WHAT THIS TASK INVOLVES >>
Which lines of the material hold the word "IntoIterator"? Copy each one.

GIVEN DATA >>
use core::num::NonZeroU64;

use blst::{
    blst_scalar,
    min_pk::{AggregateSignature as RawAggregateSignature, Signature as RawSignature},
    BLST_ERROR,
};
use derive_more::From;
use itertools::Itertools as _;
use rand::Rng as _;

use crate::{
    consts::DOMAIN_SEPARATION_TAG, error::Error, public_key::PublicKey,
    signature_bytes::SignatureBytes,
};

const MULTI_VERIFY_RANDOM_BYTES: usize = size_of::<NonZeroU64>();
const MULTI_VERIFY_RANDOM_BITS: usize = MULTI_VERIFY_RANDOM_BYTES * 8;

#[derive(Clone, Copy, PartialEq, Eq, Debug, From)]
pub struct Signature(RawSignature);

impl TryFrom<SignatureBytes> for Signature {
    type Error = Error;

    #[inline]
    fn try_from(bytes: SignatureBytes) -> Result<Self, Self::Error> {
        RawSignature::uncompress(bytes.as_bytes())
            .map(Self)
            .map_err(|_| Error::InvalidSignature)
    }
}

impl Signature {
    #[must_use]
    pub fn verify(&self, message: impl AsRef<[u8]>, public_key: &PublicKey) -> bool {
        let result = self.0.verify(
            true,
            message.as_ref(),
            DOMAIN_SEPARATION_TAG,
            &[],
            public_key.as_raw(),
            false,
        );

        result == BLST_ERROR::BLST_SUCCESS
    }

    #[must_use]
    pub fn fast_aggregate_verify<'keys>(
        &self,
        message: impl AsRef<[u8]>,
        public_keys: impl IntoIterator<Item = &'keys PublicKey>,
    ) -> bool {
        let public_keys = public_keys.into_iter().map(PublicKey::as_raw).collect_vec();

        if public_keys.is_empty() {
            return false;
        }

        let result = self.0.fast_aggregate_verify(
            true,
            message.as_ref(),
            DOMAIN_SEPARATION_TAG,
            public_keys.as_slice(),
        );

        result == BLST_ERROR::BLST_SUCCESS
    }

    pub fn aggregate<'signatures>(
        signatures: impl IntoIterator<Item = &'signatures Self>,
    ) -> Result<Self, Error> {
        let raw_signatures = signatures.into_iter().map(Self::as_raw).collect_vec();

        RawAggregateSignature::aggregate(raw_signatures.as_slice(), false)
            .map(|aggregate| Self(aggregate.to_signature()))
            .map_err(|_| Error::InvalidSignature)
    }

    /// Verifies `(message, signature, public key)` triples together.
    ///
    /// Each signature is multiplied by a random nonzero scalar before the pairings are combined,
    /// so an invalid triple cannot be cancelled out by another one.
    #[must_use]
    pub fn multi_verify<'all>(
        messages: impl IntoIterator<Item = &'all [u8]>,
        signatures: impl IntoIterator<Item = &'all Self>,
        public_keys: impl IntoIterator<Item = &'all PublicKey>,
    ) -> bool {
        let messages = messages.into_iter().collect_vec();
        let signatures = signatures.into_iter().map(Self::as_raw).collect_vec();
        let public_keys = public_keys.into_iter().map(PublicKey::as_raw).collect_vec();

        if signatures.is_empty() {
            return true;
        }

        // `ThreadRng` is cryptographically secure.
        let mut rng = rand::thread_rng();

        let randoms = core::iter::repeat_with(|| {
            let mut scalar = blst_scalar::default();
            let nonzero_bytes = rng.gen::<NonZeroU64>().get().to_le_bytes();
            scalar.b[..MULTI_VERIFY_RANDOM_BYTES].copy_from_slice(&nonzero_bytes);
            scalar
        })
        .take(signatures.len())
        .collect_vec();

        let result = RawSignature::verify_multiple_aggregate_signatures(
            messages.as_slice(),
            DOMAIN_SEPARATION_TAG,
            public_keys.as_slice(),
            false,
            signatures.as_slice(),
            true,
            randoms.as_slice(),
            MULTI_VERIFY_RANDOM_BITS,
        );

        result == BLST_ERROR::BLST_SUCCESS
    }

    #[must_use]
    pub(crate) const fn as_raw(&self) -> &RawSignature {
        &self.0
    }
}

ANSWER SPACE >>
        public_keys: impl IntoIterator<Item = &'keys PublicKey>,
        signatures: impl IntoIterator<Item = &'signatures Self>,
        messages: impl IntoIterator<Item = &'all [u8]>,
        signatures: impl IntoIterator<Item = &'all Self>,
        public_keys: impl IntoIterator<Item = &'all PublicKey>,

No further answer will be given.